Single by the Reklaws

from the album Freshman Year
- Released: March 27, 2019
- Genre: Country pop
- Length: 3:20
- Label: Universal Canada
- Songwriter(s): Jenna Walker; Stuart Walker; Brad Rempel; Ben Stennis;
- Producer(s): Todd Clark

The Reklaws singles chronology
| "Feels Like That" (2018) | "I Do Too" (2019) | "Old Country Soul" (2019) |

= I Do Too =

2019 single by the Reklaws

"I Do Too" is a song co-written and recorded by Canadian country music duo the Reklaws. The duo wrote the song with Brad Rempel of High Valley and Ben Stennis. It was the fourth single off their second studio album Freshman Year.

==Critical reception==
"I Do Too" was named Top Country Pick of the Week for June 11, 2019. They stated that the song "illustrates the struggle of self-doubt, even when your dreams are coming true", calling it an "important message".

==Commercial performance==
"I Do Too" reached a peak of number 6 on the Billboard Canada Country chart dated August 17, 2019. It also peaked at #98 on Canadian Hot 100 in the same week. It has been certified Platinum by Music Canada.

==Credits and personnel==
Credits adapted from Freshman Year CD booklet.

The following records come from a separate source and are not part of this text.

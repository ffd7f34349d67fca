use codergen_ir::FieldType;
use eyre::{Result, bail};

/// C++ type for a field shape.
pub(crate) fn cpp_type(ty: &FieldType) -> Result<String> {
    let name = match ty {
        FieldType::Bool => "bool",
        FieldType::I8 => "int8_t",
        FieldType::I16 => "int16_t",
        FieldType::I32 => "int32_t",
        FieldType::I64 => "int64_t",
        FieldType::U8 => "uint8_t",
        FieldType::U16 => "uint16_t",
        FieldType::U32 => "uint32_t",
        FieldType::U64 => "uint64_t",
        FieldType::F32 => "float",
        FieldType::F64 => "double",
        FieldType::String => "std::string",
        FieldType::Bytes => "std::vector<uint8_t>",
        FieldType::List(inner) => return Ok(format!("std::vector<{}>", cpp_type(inner)?)),
        FieldType::Option(inner) => return Ok(format!("std::optional<{}>", cpp_type(inner)?)),
        FieldType::Named(name) => return Ok(name.clone()),
        FieldType::Unsupported(text) => bail!("unsupported type '{}'", text),
    };
    Ok(name.to_string())
}
//! Snapshot tests for the native back-end.
//!
//! Run `cargo insta review` to update snapshots when making intentional changes.

use codergen_gen::{Backend, EmitOptions};
use codergen_ir::{FieldType, Module, StructDecl};
use codergen_rust::RustBackend;

fn shapes() -> Module {
    Module::builder("shapes", "src/shapes.rs")
        .add_struct(
            StructDecl::new("Point")
                .field("x", FieldType::I32)
                .field("y", FieldType::I32),
        )
        .add_struct(
            StructDecl::new("Polygon")
                .field("name", FieldType::String)
                .field("points", FieldType::List(Box::new(FieldType::Named("Point".into()))))
                .field("tag", FieldType::Option(Box::new(FieldType::U8))),
        )
        .finish()
}

#[test]
fn test_polygon_module() {
    let out = RustBackend
        .render(&shapes(), &EmitOptions::default())
        .expect("render failed");
    insta::assert_snapshot!("polygon_module", out);
}

#[test]
fn test_unknown_named_type_fails() {
    let module = Module::builder("shapes", "src/shapes.rs")
        .add_struct(StructDecl::new("Line").field("start", FieldType::Named("Vertex".into())))
        .finish();
    let err = RustBackend
        .render(&module, &EmitOptions::default())
        .unwrap_err();
    assert!(err.to_string().contains("'Vertex'"));
}

#[test]
fn test_unsupported_field_fails_with_type_text() {
    let module = Module::builder("shapes", "src/shapes.rs")
        .add_struct(StructDecl::new("Grid").field(
            "cells",
            FieldType::Unsupported("HashMap<(u8, u8), String>".into()),
        ))
        .finish();
    let err = RustBackend
        .render(&module, &EmitOptions::default())
        .unwrap_err();
    assert!(err.to_string().contains("HashMap<(u8, u8), String>"));
}
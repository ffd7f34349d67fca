//! Java back-end for the coder generator.
//!
//! Generates one `<Module>Coders` class per module carrying the
//! `java.package` directive, with a static nested class per struct.

mod backend;
mod codec;
mod naming;

pub use backend::{JavaBackend, PACKAGE_DIRECTIVE};
pub use naming::{JAVA_KEYWORDS, field_name, is_package_name};
//! Generation pipeline for the coder generator.
//!
//! This crate turns scanned modules into generated files:
//!
//! ```text
//! modules → Dispatcher (tasks per target) → WorkerPool (Template per worker) → ErrorSet → signatures
//! ```
//!
//! # Module Organization
//!
//! - [`backend`] - The [`Backend`] trait implemented by every target language
//! - [`builder`] - Indented source writer ([`CodeBuilder`], [`Indent`])
//! - [`dispatch`] - Expansion of modules into per-target [`Task`]s
//! - [`pool`] - Bounded worker pool and status reporting
//! - [`errors`] - Thread-safe error aggregation
//! - [`signature`] - Signature manifest export
//! - [`run`] - End-to-end orchestration ([`Generation`])
//! - [`testing`] - Test utilities (feature-gated)

pub mod backend;
pub mod builder;
pub mod dispatch;
pub mod errors;
pub mod pool;
pub mod run;
pub mod signature;
mod task;
mod template;

#[cfg(any(test, feature = "testing"))]
pub mod testing;

pub use backend::{Backend, EmitOptions, check_fields};
pub use builder::{CodeBuilder, Indent};
pub use dispatch::{Dispatcher, Target};
pub use errors::{ErrorSet, TaskError};
pub use pool::{Outcome, Settings, Status, StatusSink, Tally, TracingSink, WorkerPool};
pub use run::{Generation, RunError, RunSummary};
pub use signature::{SignatureManifest, export_signatures};
pub use task::Task;
pub use template::Template;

- Todd Clark — production, engineering, programming, backing vocals, guitar, keyboard
- Andrew Mendelson — mastering
- Sean Moffitt — mixing
- Mike Waldron — guitar, banjo
- Jenna Walker — lead vocals
- Stuart Walker — lead vocals
- Derek Wells — guitar

==Charts==

| Chart (2019) | Peak position |
|---|---|
| Canada (Canadian Hot 100) | 98 |
| Canada Country (Billboard) | 6 |

==Certifications==

| Region | Certification | Certified units/sales |
| Canada (Music Canada) | Platinum | 80,000^{‡} |
^{‡} Sales+streaming figures based on certification alone.